Initially, L. J. Hurst worked in the backrooms of the media industry. He now divides his time between work for an international scientific publisher and a rather more British independent bookseller. In years past he was a regular attendee at the Shots on the Page Festivals from whence Shots Mag sprung
Death on Heron’s Mere was published in the USA as Death Finds A Target, with an extremely misleading jacket illustration when it appeared in 1942, a year after its British first edition. Penguin brought out their green paperback in 1948.
It first appears to be a novel of society changing – Heron’s Mere is the lake in the grounds of Heron’s Hall. And the Hall has a new owner and residents: Simon Gabb and his extended family. It has become available because the Lafortes ran out of money and had to sell up, which makes it both convenient and inconvenient that the young Laforte members have been allowed to take residence in the South Lodge on the estate, while Gabb heir Giles is courting Arden Laforte. That is, old money and new money, and benefactors and their beneficiaries. The Gabbs are in trade, while the Lafortes are Society so it is bound to end unhappily. It seems to begin with suicide but – to the Gabbs’ relief, as a suicide in the family would be such a humiliation – is quickly discovered to be murder and Fitt’s detective, Inspector Mallett comes on the scene.
The Gabbs own a Birmingham iron works. First references make it appear that they “stick to road-nails and beacons” but it becomes clear that the firm is bigger, with armaments in its divisions.
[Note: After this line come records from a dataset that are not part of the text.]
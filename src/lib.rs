//! # bresenham-line
//!
//! Integer-only line rasterization using Bresenham's algorithm.
//!
//! Given two endpoints, the rasterizer yields every pixel of the discrete
//! approximation of the segment between them, both endpoints included, each
//! exactly once, in order from start to end. No floating point is involved
//! and all eight octants share one loop.
//!
//! ## Quick Start
//!
//! ```rust
//! use bresenham_line::prelude::*;
//!
//! // Iterate the pixels directly
//! let points: Vec<Point> = LineSegment::from_coords(0, 0, 5, 2).into_iter().collect();
//! assert_eq!(points[2], Point::new(2, 1));
//!
//! // Or plot them into a drawing context
//! let mut fb = Framebuffer::new(16, 16)?;
//! fb.set_draw_color(Rgba::WHITE);
//! rasterize(Some(&mut fb), 0, 0, 15, 6);
//! assert_eq!(fb.count_color(Rgba::WHITE), 16);
//! # Ok::<(), bresenham_line::Error>(())
//! ```
//!
//! ## Feature Flags
//!
//! - `demo`: YAML configuration, random scenes and the `line-demo` binary
//!
//! ## Academic References
//!
//! - Bresenham, J. E. (1965). "Algorithm for computer control of a digital plotter."
//!   *IBM Systems Journal*, 4(1), 25-30.

#![cfg_attr(docsrs, feature(doc_cfg))]
#![warn(missing_docs)]
// Allow unwrap() in tests only - banned in production code
#![cfg_attr(test, allow(clippy::unwrap_used))]
#![allow(clippy::cast_possible_truncation)]
#![allow(clippy::cast_sign_loss)]
#![allow(clippy::cast_precision_loss)]
#![allow(clippy::many_single_char_names)]
#![allow(clippy::module_name_repetitions)]
#![allow(clippy::similar_names)]
#![allow(clippy::doc_markdown)]

// ============================================================================
// Core Modules
// ============================================================================

/// Integer geometry (points, segments, rectangles).
pub mod geometry;

/// Rasterization and drawing primitives.
pub mod render;

// ============================================================================
// Surfaces and Output
// ============================================================================

/// Color type.
pub mod color;

/// In-memory RGBA framebuffer.
pub mod framebuffer;

/// Output encoders (PNG, terminal).
pub mod output;

// ============================================================================
// Demo Host
// ============================================================================

/// Demo configuration.
#[cfg(feature = "demo")]
#[cfg_attr(docsrs, doc(cfg(feature = "demo")))]
pub mod config;

/// Demo scene (random line with endpoint markers).
#[cfg(feature = "demo")]
#[cfg_attr(docsrs, doc(cfg(feature = "demo")))]
pub mod scene;

// ============================================================================
// Error Types
// ============================================================================

/// Error types for bresenham-line operations.
pub mod error;

pub use error::{Error, Result};

// ============================================================================
// Prelude
// ============================================================================

/// Commonly used types and traits for convenient imports.
///
/// ```rust
/// use bresenham_line::prelude::*;
/// ```
pub mod prelude {
    pub use crate::color::Rgba;
    pub use crate::error::{Error, Result};
    pub use crate::framebuffer::Framebuffer;
    pub use crate::geometry::{LineSegment, Point, Rect};
    pub use crate::output::{PngEncoder, TerminalEncoder, TerminalMode};
    pub use crate::render::{
        draw_line, draw_marker, draw_rect, rasterize, rasterize_segment, Drawable, LinePoints,
        Octant, PlotTarget,
    };
}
The “B” in BSA stood for “Birmingham”, remember, and the “SA” were “Small Arms”. The Gabbs we have to imagine are similar, and eventually we discover that one member of the family does bring work home occasionally. And the murder investigation will go into far stranger factories and workshops than the family empire before the motives for the crime are discovered.
Mary Fitt wrote thirty detective novels, but is sometimes called a precursor of the crime story as she is held to be more interested in character and psychology than puzzle. Consequently there is a lot of attention paid to relationships, some of them romantic, which leads to one small theme that no one mentions in Death On Heron’s Mere: two cousins may be preparing to marry, something possible in the Anglican church but nowhere in the Roman Catholic world. The benefit for the Gabbs is that it would keep the money in the family. And money, of course, is always a motive. Oddly, Fitt shows no sympathy for the Protestant work ethic, and on the last page we read about one character “he was willing to work, even to live in a house and catch trains and sell things, though he hoped it would not necessary”. This thought gives him “a vast unbelievable happiness.”